В гараже еще никого не было, и Жене пришлось ждать у закрытых ворот. Курить не хотелось, хотя пачка царапала ногу через прохудившийся карман шорт. Солнце еще не жарко светило в лицо, и Женя неохотно жмурился.
Сильно опоздав, наконец появился Вован. С опухшим лицом и не в духе, он отпер гараж. Женя знал, что ему нужен кофе и радио, чтобы начать день, поэтому не мешал.
– Макс тебе не сказал? – заговорил вдруг Вован.
– Что?
– Он решил оставить Стаса. Двоих мы держать не можем.
Женя постоял какое-то время и вышел. Вован что-то еще говорил, но Женя не слушал. Работа была тем немногим, что Жене по-настоящему нравилось. Возишься с железками, слушаешь музыку и болтовню пацанов. И пусть платили не много, но хватало на сигареты и бензин. Теперь просить у матери? Жене стало душно, он быстро думал. Может, к Юрку попроситься? Но он теперь в центре. На дорогу будет уходить бо́льшая часть денег. Спросить у Санька? Но Женя злился на Сашу. Тому не нужно было работать, всем обеспечивал отец. Если бы Женин отец был жив, ему тоже не пришлось бы работать. «Нужно открывать свой гараж», – думал Женя, пока бесцельно бродил по залитым солнцем улицам. Но сам он не сильно разбирался в ремонте, поэтому придется нанимать кого-то, платить деньги, а денег нет.
Незаметно для себя он пришел к высокому забору, за которым тарахтело такое же радио и слышны были голоса. Женя приоткрыл калитку и заглянул во двор. На него обернулись две пары сонных глаз.
– Не стой истуканом, – хрипнул Бут. – Заходи.
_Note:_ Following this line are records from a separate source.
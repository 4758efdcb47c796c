/// Server configuration loaded from environment variables.
///
/// All fields except the database URL have defaults suitable for local
/// development. Token secrets and redirect targets live in
/// [`warden_auth::config::AuthConfig`].
#[derive(Debug, Clone)]
pub struct ServerConfig {
    /// Bind address (default: `0.0.0.0`).
    pub host: String,
    /// Bind port (default: `3000`).
    pub port: u16,
    /// Allowed CORS origins, parsed from comma-separated `CORS_ORIGINS` env var.
    pub cors_origins: Vec<String>,
    /// HTTP request timeout in seconds (default: `30`).
    pub request_timeout_secs: u64,
    /// Externally reachable origin of this API, used for the email
    /// verification link.
    pub public_base_url: String,
    /// Page that collects a new password; receives `?token=`.
    pub password_reset_page_url: String,
    pub database_url: String,
}

impl ServerConfig {
    /// Load configuration from environment variables with defaults.
    ///
    /// | Env Var                | Default                                |
    /// |------------------------|----------------------------------------|
    /// | `HOST`                 | `0.0.0.0`                              |
    /// | `PORT`                 | `3000`                                 |
    /// | `CORS_ORIGINS`         | `http://localhost:5173`                |
    /// | `REQUEST_TIMEOUT_SECS` | `30`                                   |
    /// | `PUBLIC_BASE_URL`      | `http://localhost:3000`                |
    /// | `PASSWORD_RESET_URL`   | `http://localhost:5173/reset-password` |
    /// | `DATABASE_URL`         | required                               |
    pub fn from_env() -> Self {
        let host = std::env::var("HOST").unwrap_or_else(|_| "0.0.0.0".into());

        let port: u16 = std::env::var("PORT")
            .unwrap_or_else(|_| "3000".into())
            .parse()
            .expect("PORT must be a valid u16");

        let cors_origins: Vec<String> = std::env::var("CORS_ORIGINS")
            .unwrap_or_else(|_| "http://localhost:5173".into())
            .split(',')
            .map(|s| s.trim().to_string())
            .filter(|s| !s.is_empty())
            .collect();

        let request_timeout_secs: u64 = std::env::var("REQUEST_TIMEOUT_SECS")
            .unwrap_or_else(|_| "30".into())
            .parse()
            .expect("REQUEST_TIMEOUT_SECS must be a valid u64");

        let public_base_url = std::env::var("PUBLIC_BASE_URL")
            .unwrap_or_else(|_| "http://localhost:3000".into())
            .trim_end_matches('/')
            .to_string();

        let password_reset_page_url = std::env::var("PASSWORD_RESET_URL")
            .unwrap_or_else(|_| "http://localhost:5173/reset-password".into());

        let database_url = std::env::var("DATABASE_URL").expect("DATABASE_URL must be set");

        Self {
            host,
            port,
            cors_origins,
            request_timeout_secs,
            public_base_url,
            password_reset_page_url,
            database_url,
        }
    }

    /// Link that redeems a CONFIRM_EMAIL token against this API.
    pub fn verify_email_link(&self, token: &str) -> String {
        format!("{}/api/v1/auth/email/verify?token={token}", self.public_base_url)
    }

    pub fn password_reset_link(&self, token: &str) -> String {
        format!("{}?token={token}", self.password_reset_page_url)
    }
}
– Кофе будешь? – спросила Марчелла.
– Будет, вари, – сказал Бут.
Бут придвинул табурет для Жени. Женя неуверенно вошел и оглядел двор. Залитый желтым светом, он совсем не походил на тот, что он помнил. Теперь тут казалось все уютнее и как-то домашнее. Возле домика под навесом Марчелла вкрутила медную погнутую турку в сковороду с песком на электрической плитке. Женя никогда не пил кофе на песке. Он вообще не понимал кофе. Мама и Аня пили растворимый, но только утром, иначе мучила бессонница. Саша угощал его кофе из кофеварки, чай у него дома был только крупнолистовой, и всем лень было его заваривать, а чаю в пакетиках его родители не доверяли. «Пыль из-под грязных ног индусов», – говорил его отец. Женя же верил, что кипяток убивает индийских микробов. Он не знал, как начать разговор, поэтому сразу выпалил:
– У вас нет работы?
– У меня как раз есть работа.
– Мне нужна работа.
– А что ты умеешь?
– У Макса я делал всякий мелкий ремонт. Воздушные фильтры, масло, как-то кардан починил.
– Кардан, говоришь? И долго проездил?
– Полгода.
Бут со звуком вздохнул. Марчелла принесла два прозрачных стаканчика на блюдцах.